- _Activity_
Without skipping or changing anything, print all the entries.

- _Input for this task_
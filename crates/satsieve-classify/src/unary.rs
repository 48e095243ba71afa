//! Per-candidate classification: the naive baseline and the
//! model-reuse variant.

use satsieve_smt::solver::{SatResult, SmtSolver};
use satsieve_smt::sorts::SmtSort;
use satsieve_smt::terms::SmtTerm;
use tracing::{debug, info};

use crate::session::{seed_session, with_scope};
use crate::verdict::Verdict;

/// Check every candidate independently against the precondition.
///
/// One `check_sat` per candidate: the session is seeded once with the
/// precondition and each candidate is asserted inside its own scope.
/// This is the reference baseline the batched strategies are measured
/// against.
pub fn classify_unary<S: SmtSolver>(
    solver: &mut S,
    decls: &[(String, SmtSort)],
    precondition: &SmtTerm,
    candidates: &[SmtTerm],
) -> Result<Vec<Verdict>, S::Error> {
    let mut verdicts = vec![Verdict::Unknown; candidates.len()];
    if candidates.is_empty() {
        return Ok(verdicts);
    }

    seed_session(solver, decls, precondition)?;
    for (i, candidate) in candidates.iter().enumerate() {
        let result = with_scope(solver, |s| {
            s.assert(candidate)?;
            s.check_sat()
        })?;
        verdicts[i] = Verdict::from(&result);
        debug!(candidate = i, verdict = %verdicts[i], "unary check");
    }
    info!(
        candidates = candidates.len(),
        unresolved = verdicts.iter().filter(|v| v.is_unknown()).count(),
        "unary classification finished"
    );
    Ok(verdicts)
}

/// As [`classify_unary`], but every witness model is replayed against
/// the still-unresolved candidates.
///
/// A SAT answer for candidate `i` yields a model of `precondition ∧
/// cᵢ`; any other pending candidate that evaluates to true under that
/// model is satisfiable for the same reason and is marked without its
/// own solver call. Candidates resolved this way are skipped when their
/// turn comes.
pub fn classify_unary_cached<S: SmtSolver>(
    solver: &mut S,
    decls: &[(String, SmtSort)],
    precondition: &SmtTerm,
    candidates: &[SmtTerm],
) -> Result<Vec<Verdict>, S::Error> {
    let mut verdicts = vec![Verdict::Unknown; candidates.len()];
    if candidates.is_empty() {
        return Ok(verdicts);
    }

    let var_refs: Vec<(&str, &SmtSort)> = decls.iter().map(|(n, s)| (n.as_str(), s)).collect();
    seed_session(solver, decls, precondition)?;

    let mut checks = 0usize;
    for i in 0..candidates.len() {
        if !verdicts[i].is_unknown() {
            continue;
        }
        let (result, model) = with_scope(solver, |s| {
            s.assert(&candidates[i])?;
            s.check_sat_with_model(&var_refs)
        })?;
        checks += 1;
        match result {
            SatResult::Sat => {
                verdicts[i] = Verdict::Sat;
                let Some(model) = model else {
                    continue;
                };
                let mut reused = 0usize;
                for (j, candidate) in candidates.iter().enumerate() {
                    if verdicts[j].is_unknown() && model.eval_bool(candidate) == Some(true) {
                        verdicts[j] = Verdict::Sat;
                        reused += 1;
                    }
                }
                if reused > 0 {
                    debug!(witness = i, reused, "witness model resolved further candidates");
                }
            }
            SatResult::Unsat => verdicts[i] = Verdict::Unsat,
            SatResult::Unknown(reason) => {
                debug!(candidate = i, %reason, "solver gave up");
            }
        }
    }
    info!(
        candidates = candidates.len(),
        checks,
        unresolved = verdicts.iter().filter(|v| v.is_unknown()).count(),
        "cached unary classification finished"
    );
    Ok(verdicts)
}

- _Task response_
filename crates/satsieve-classify/src/unary.rs
repository 48e095243ba71afa
//! Per-candidate classification: the naive baseline and the
//! model-reuse variant.

use satsieve_smt::solver::{SatResult, SmtSolver};
use satsieve_smt::sorts::SmtSort;
use satsieve_smt::terms::SmtTerm;
use tracing::{debug, info};

use crate::session::{seed_session, with_scope};
use crate::verdict::Verdict;

/// Check every candidate independently against the precondition.
///
/// One `check_sat` per candidate: the session is seeded once with the
/// precondition and each candidate is asserted inside its own scope.
/// This is the reference baseline the batched strategies are measured
/// against.
pub fn classify_unary<S: SmtSolver>(
    solver: &mut S,
    decls: &[(String, SmtSort)],
    precondition: &SmtTerm,
    candidates: &[SmtTerm],
) -> Result<Vec<Verdict>, S::Error> {
    let mut verdicts = vec![Verdict::Unknown; candidates.len()];
    if candidates.is_empty() {
        return Ok(verdicts);
    }

    seed_session(solver, decls, precondition)?;
    for (i, candidate) in candidates.iter().enumerate() {
        let result = with_scope(solver, |s| {
            s.assert(candidate)?;
            s.check_sat()
        })?;
        verdicts[i] = Verdict::from(&result);
        debug!(candidate = i, verdict = %verdicts[i], "unary check");
    }
    info!(
        candidates = candidates.len(),
        unresolved = verdicts.iter().filter(|v| v.is_unknown()).count(),
        "unary classification finished"
    );
    Ok(verdicts)
}

/// As [`classify_unary`], but every witness model is replayed against
/// the still-unresolved candidates.
///
/// A SAT answer for candidate `i` yields a model of `precondition ∧
/// cᵢ`; any other pending candidate that evaluates to true under that
/// model is satisfiable for the same reason and is marked without its
/// own solver call. Candidates resolved this way are skipped when their
/// turn comes.
pub fn classify_unary_cached<S: SmtSolver>(
    solver: &mut S,
    decls: &[(String, SmtSort)],
    precondition: &SmtTerm,
    candidates: &[SmtTerm],
) -> Result<Vec<Verdict>, S::Error> {
    let mut verdicts = vec![Verdict::Unknown; candidates.len()];
    if candidates.is_empty() {
        return Ok(verdicts);
    }

    let var_refs: Vec<(&str, &SmtSort)> = decls.iter().map(|(n, s)| (n.as_str(), s)).collect();
    seed_session(solver, decls, precondition)?;

    let mut checks = 0usize;
    for i in 0..candidates.len() {
        if !verdicts[i].is_unknown() {
            continue;
        }
        let (result, model) = with_scope(solver, |s| {
            s.assert(&candidates[i])?;
            s.check_sat_with_model(&var_refs)
        })?;
        checks += 1;
        match result {
            SatResult::Sat => {
                verdicts[i] = Verdict::Sat;
                let Some(model) = model else {
                    continue;
                };
                let mut reused = 0usize;
                for (j, candidate) in candidates.iter().enumerate() {
                    if verdicts[j].is_unknown() && model.eval_bool(candidate) == Some(true) {
                        verdicts[j] = Verdict::Sat;
                        reused += 1;
                    }
                }
                if reused > 0 {
                    debug!(witness = i, reused, "witness model resolved further candidates");
                }
            }
            SatResult::Unsat => verdicts[i] = Verdict::Unsat,
            SatResult::Unknown(reason) => {
                debug!(candidate = i, %reason, "solver gave up");
            }
        }
    }
    info!(
        candidates = candidates.len(),
        checks,
        unresolved = verdicts.iter().filter(|v| v.is_unknown()).count(),
        "cached unary classification finished"
    );
    Ok(verdicts)
}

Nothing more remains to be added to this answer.